Response: We should not expect to get a negative specific growth rate (u0 >=0). A negative specific growth rate of nano-autotrophs during April and May should imply that the dilution technique may not work for nano-cells in these two months So, it is inappropriate to directly compare growth rates of nano-cells between Dec (or Feb) and April (or May).

1. Line 283-284, “Interestingly, we found nanophytoplankton was more controlled by light than the other factors.”, this experiment was conducted in the surface (2m), light should not limit phytoplankton growth. So please explain the reasons why nanophytoplankton was more controlled by light than the other factors.
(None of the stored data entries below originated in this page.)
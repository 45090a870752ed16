use std::net::SocketAddr;
use std::sync::Arc;
use std::time::Duration;

use axum::http::{HeaderValue, Method};
use tower_http::cors::{Any, CorsLayer};
use tower_http::trace::TraceLayer;
use tracing_subscriber::{layer::SubscriberExt, util::SubscriberInitExt};

use sea_backend::constants::ALERT_QUEUE_CAPACITY;
use sea_backend::outbound::{
    AlertQueue, LogSender, MessageSender, NominatimGeocoder, NotificationDispatcher, TwilioSender,
};
use sea_backend::services::accounts::ensure_volunteer_account;
use sea_backend::{open_store, router, AppState, Config};

#[tokio::main]
async fn main() -> anyhow::Result<()> {
    // Initialize tracing
    tracing_subscriber::registry()
        .with(
            tracing_subscriber::EnvFilter::try_from_default_env()
                .unwrap_or_else(|_| "sea_backend=info,tower_http=debug".into()),
        )
        .with(tracing_subscriber::fmt::layer())
        .init();

    tracing::info!("Starting emergency request backend...");

    let config = Config::from_env().map_err(|e| anyhow::anyhow!(e))?;

    tracing::info!(
        "Environment: {}, Server: {}",
        config.environment,
        config.server_address()
    );

    let store = open_store(&config.database_path).await?;

    if let (Some(email), Some(password)) = (&config.volunteer_email, &config.volunteer_password) {
        ensure_volunteer_account(&store, email, password)
            .await
            .map_err(|e| anyhow::anyhow!("Failed to seed volunteer account: {}", e))?;
    }

    let geocoder = NominatimGeocoder::new(
        config.geocoder_url.clone(),
        Duration::from_secs(config.geocode_timeout_secs),
        &config.geocoder_user_agent,
    )?;

    let sender: Arc<dyn MessageSender> = match &config.twilio {
        Some(twilio) => Arc::new(TwilioSender::new(
            twilio.clone(),
            Duration::from_secs(config.notify_timeout_secs),
        )?),
        None => {
            tracing::warn!("Twilio not configured; alerts will only be logged");
            Arc::new(LogSender)
        }
    };

    if config.alert_recipients.is_empty() {
        tracing::warn!("ALERT_RECIPIENTS is empty; new requests will not be broadcast");
    }

    let dispatcher = NotificationDispatcher::new(sender, config.alert_recipients.clone());
    let (alerts, alert_worker) = AlertQueue::spawn(dispatcher, ALERT_QUEUE_CAPACITY);

    // Configure CORS
    let origins: Vec<HeaderValue> = config
        .allowed_origins
        .iter()
        .filter_map(|origin| match origin.parse() {
            Ok(value) => Some(value),
            Err(_) => {
                tracing::warn!("Ignoring invalid CORS origin: {}", origin);
                None
            }
        })
        .collect();

    let cors = CorsLayer::new()
        .allow_origin(origins)
        .allow_methods([Method::GET, Method::POST, Method::DELETE])
        .allow_headers(Any);

    let state = AppState::new(store, config.clone(), Arc::new(geocoder), alerts);

    let mut app = router(state).layer(cors);
    if config.log_requests {
        app = app.layer(TraceLayer::new_for_http());
    }

    // Start server
    let addr: SocketAddr = config.server_address().parse()?;
    tracing::info!("Server listening on {}", addr);

    let listener = tokio::net::TcpListener::bind(addr).await?;
    axum::serve(listener, app)
        .with_graceful_shutdown(shutdown_signal())
        .await?;

    // The router (and with it every queue handle) is gone; let queued alerts finish
    if let Err(e) = alert_worker.await {
        tracing::error!("Alert worker failed: {}", e);
    }

    tracing::info!("Shutdown complete");
    Ok(())
}

async fn shutdown_signal() {
    if let Err(e) = tokio::signal::ctrl_c().await {
        tracing::error!("Failed to listen for shutdown signal: {}", e);
        std::future::pending::<()>().await;
    }
    tracing::info!("Shutdown signal received");
}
Response: The reviewer is right about that there should not be light limitation in the surface seawater. Previous study suggested that phytoplankton growth on the west coast of Spitsbergen could be predominantly controlled by solar irradiance on seasonal and inter-annual timescales (van de Poll et al., 2021). The cycle of warming and freshwater discharge in the coastal regions could be driven by solar radiation (van de Poll et al., 2021). This may be a possible explanation why nanophytoplankton in our system was more controlled by light than the other factors.

van de Poll, W.H., Maat, D.S., Fischer, P., et al. (2021), Solar radiation and solar radiation driven cycles in warming and freshwater discharge control seasonal and inter-annual phytoplankton chlorophyll a and taxonomic composition in a high Arctic fjord (Kongsfjorden, Spitsbergen). Limnol Oceanogr, 66: 1221-1236.

1. in the 4.1, there was a strong negative correlation between salinity and phytoplankton growth, but the authors did not discuss the salinity how to influence the phytoplankton. A reasonable explanation may be obtained in terms of salinity.

Response: Coastal phytoplankton species can tolerate a much larger range of salinity than estuarine and oceanic species (e.g. Brand 1984). The negative relationship between salinity and phytoplankton growth should be attributed to nutrients given the tight negative relationship between salinity and nutrients. The correlation between nutrient and salinity at this station was due to the seasonal input of eutrophic freshwater (higher nutrient but lower salinity compared to the offshore oligotrophic seawater).

1. Technical corrections

in the Fig.2, the legend of NO3 and PO4 is not the standard format, please revise it.

Response: Done. We have revised the legend as suggested.